Stored data
------------------------------

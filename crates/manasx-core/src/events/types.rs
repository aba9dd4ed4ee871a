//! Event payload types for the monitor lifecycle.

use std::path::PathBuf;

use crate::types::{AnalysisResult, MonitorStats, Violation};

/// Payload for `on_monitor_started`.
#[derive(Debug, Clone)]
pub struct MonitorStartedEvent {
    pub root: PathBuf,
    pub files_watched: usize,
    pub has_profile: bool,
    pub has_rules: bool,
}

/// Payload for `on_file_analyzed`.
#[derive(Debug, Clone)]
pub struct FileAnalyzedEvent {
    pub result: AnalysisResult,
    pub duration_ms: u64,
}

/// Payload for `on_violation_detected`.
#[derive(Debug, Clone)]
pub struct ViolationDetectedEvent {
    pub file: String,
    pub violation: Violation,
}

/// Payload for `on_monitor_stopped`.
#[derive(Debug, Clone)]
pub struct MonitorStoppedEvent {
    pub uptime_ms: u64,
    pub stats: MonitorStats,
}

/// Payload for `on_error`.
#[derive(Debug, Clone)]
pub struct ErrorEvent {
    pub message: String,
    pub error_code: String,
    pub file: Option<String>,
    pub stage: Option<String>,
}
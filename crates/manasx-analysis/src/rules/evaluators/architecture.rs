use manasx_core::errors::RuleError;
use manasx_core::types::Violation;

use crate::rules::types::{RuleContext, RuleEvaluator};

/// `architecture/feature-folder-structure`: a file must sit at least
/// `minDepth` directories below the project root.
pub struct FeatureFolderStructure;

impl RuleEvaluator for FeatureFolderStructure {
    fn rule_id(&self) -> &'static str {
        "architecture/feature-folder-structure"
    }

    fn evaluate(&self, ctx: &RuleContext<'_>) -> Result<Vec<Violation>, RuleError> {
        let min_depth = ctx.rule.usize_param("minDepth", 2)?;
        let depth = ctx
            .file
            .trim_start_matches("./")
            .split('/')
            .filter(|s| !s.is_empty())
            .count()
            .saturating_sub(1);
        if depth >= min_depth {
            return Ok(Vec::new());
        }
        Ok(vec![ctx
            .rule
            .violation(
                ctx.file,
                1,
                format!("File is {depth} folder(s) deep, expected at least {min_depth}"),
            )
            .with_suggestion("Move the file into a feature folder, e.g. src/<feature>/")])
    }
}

------------------------------

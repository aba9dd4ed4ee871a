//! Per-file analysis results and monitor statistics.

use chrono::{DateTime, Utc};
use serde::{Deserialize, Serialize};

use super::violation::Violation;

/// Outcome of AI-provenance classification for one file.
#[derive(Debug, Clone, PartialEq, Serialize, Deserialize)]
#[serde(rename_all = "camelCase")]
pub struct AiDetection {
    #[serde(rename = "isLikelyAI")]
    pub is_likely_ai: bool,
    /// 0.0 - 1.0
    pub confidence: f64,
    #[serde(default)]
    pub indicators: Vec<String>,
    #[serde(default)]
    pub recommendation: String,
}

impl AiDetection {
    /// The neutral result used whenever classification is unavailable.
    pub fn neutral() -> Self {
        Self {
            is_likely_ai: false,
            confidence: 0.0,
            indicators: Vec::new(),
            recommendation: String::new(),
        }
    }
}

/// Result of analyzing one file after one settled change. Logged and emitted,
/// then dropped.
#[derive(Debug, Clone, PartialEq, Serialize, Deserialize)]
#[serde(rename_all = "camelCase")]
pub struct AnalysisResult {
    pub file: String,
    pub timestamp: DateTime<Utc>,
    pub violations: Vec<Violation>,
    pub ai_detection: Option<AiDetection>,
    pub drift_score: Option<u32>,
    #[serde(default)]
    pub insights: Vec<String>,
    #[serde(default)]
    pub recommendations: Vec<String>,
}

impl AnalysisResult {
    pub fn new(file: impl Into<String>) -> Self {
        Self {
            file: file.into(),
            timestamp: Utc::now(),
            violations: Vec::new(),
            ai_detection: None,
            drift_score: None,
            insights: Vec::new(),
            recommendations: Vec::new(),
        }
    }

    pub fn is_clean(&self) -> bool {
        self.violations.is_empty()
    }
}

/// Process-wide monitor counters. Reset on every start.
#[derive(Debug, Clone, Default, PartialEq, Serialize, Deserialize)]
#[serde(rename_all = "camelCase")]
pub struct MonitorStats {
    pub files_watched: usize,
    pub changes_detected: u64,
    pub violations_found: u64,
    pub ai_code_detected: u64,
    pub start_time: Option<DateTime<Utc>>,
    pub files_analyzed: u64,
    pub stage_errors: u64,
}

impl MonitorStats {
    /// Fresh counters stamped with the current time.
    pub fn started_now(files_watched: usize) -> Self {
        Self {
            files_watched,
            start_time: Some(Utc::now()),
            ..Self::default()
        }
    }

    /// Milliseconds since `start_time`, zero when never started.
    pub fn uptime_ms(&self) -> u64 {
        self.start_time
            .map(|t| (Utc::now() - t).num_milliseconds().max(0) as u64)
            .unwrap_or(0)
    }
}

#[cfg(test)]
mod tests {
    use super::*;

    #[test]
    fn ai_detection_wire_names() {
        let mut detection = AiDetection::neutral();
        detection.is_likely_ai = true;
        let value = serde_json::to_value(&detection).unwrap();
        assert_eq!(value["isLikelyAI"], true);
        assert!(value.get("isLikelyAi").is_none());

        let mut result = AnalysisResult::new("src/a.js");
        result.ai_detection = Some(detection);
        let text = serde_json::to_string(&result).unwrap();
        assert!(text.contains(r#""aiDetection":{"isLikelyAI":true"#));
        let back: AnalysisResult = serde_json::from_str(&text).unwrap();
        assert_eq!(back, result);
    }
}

------------------------------

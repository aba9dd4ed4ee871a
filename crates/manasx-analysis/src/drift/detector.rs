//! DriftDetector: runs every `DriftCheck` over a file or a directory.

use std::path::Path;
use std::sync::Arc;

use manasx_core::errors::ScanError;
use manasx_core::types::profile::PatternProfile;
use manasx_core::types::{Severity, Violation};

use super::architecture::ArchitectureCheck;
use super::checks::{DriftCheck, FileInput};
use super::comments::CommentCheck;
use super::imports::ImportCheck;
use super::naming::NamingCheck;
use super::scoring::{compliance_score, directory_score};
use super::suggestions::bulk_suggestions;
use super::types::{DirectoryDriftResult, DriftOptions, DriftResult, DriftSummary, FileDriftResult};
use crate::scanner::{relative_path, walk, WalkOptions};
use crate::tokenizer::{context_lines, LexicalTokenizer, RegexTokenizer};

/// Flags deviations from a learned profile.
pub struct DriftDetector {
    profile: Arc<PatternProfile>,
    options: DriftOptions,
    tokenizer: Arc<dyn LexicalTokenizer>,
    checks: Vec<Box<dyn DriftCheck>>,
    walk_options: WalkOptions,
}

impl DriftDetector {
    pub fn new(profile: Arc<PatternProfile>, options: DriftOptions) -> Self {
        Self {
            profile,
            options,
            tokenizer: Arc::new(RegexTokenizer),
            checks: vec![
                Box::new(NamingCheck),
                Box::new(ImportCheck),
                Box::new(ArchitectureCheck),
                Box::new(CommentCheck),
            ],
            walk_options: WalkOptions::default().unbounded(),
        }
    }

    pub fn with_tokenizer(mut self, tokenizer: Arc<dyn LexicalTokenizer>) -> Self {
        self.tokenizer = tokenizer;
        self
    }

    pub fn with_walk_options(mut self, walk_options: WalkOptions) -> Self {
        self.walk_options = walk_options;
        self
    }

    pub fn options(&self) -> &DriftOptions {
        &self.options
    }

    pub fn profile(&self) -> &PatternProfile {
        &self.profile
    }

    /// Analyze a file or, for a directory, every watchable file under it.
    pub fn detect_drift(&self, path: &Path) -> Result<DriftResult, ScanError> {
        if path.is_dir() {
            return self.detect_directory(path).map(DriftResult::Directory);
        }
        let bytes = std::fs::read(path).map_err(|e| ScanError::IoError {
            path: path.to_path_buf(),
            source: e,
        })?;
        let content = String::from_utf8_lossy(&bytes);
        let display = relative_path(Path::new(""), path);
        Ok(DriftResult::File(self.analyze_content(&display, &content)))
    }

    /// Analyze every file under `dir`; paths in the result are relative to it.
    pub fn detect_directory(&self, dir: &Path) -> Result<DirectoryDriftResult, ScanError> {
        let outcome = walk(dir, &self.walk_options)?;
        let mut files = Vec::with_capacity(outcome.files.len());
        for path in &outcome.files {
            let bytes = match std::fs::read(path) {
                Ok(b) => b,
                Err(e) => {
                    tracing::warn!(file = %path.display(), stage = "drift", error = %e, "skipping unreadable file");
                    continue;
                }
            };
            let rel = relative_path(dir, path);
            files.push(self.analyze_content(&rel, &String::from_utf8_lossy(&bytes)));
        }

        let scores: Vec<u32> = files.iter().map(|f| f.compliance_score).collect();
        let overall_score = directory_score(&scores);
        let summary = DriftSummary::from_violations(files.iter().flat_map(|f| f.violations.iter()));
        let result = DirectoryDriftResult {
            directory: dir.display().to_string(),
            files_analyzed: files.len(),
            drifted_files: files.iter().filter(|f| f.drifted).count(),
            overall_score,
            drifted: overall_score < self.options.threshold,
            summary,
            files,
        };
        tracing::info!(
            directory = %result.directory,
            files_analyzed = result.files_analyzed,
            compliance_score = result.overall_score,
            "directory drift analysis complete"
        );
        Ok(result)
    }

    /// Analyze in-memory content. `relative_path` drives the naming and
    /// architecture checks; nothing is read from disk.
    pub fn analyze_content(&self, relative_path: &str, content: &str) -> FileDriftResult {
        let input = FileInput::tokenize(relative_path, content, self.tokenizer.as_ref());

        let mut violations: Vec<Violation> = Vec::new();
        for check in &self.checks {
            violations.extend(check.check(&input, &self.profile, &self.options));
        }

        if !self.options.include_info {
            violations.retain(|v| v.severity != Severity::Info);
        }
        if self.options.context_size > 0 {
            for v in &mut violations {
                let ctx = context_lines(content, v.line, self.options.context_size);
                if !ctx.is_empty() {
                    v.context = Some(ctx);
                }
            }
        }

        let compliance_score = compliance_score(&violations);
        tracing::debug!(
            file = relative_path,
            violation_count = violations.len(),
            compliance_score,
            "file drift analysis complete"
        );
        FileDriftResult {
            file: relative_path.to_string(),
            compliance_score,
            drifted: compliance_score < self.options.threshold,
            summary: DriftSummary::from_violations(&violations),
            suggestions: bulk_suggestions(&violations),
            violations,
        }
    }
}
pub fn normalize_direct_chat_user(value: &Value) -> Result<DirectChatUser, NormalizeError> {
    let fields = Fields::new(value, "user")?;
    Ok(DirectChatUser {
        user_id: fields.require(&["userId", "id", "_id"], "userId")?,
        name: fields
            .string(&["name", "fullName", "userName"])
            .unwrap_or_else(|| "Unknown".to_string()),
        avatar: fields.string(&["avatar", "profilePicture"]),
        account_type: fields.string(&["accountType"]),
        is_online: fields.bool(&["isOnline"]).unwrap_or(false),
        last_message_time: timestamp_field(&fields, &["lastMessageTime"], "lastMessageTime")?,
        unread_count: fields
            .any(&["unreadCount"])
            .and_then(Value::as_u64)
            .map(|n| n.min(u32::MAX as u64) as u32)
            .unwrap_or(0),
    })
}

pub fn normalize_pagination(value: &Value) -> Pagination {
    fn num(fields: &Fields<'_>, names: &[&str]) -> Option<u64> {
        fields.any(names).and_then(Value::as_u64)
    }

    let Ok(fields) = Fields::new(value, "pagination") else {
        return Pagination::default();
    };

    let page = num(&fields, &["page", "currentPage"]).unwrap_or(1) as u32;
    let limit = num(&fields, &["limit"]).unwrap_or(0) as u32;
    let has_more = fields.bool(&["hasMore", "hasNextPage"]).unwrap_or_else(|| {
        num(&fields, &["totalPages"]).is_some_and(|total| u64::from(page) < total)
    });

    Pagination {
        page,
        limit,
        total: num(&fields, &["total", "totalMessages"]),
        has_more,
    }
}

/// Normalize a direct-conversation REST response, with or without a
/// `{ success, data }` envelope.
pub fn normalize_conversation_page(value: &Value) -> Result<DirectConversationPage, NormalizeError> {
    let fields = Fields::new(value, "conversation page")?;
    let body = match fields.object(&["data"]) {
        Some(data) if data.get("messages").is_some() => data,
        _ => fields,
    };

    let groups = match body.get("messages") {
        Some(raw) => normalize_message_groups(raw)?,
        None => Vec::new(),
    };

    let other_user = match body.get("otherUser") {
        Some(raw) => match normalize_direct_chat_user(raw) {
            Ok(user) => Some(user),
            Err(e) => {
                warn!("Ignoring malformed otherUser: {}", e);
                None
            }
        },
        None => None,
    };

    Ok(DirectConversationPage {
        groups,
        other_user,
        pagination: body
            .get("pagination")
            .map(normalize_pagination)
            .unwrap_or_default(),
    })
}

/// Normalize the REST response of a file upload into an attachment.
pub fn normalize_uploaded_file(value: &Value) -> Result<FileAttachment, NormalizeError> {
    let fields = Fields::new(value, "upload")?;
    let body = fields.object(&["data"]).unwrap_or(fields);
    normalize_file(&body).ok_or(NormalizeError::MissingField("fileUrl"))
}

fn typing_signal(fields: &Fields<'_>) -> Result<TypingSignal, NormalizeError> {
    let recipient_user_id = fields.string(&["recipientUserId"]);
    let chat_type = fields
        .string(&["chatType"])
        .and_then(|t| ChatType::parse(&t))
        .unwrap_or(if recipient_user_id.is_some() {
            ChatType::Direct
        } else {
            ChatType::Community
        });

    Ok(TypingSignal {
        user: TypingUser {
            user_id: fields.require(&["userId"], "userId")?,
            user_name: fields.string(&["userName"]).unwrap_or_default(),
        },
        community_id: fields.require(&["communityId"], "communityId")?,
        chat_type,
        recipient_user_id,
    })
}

------------------------------

Required action => Extract exactly and only the lines above from the line containing "pub fn detect_directory(&self, dir: &Path)" through the line containing "tracing::warn!(file = %path.display(), stage", both end lines included.

Answer box =>
    pub fn detect_directory(&self, dir: &Path) -> Result<DirectoryDriftResult, ScanError> {
        let outcome = walk(dir, &self.walk_options)?;
        let mut files = Vec::with_capacity(outcome.files.len());
        for path in &outcome.files {
            let bytes = match std::fs::read(path) {
                Ok(b) => b,
                Err(e) => {
                    tracing::warn!(file = %path.display(), stage = "drift", error = %e, "skipping unreadable file");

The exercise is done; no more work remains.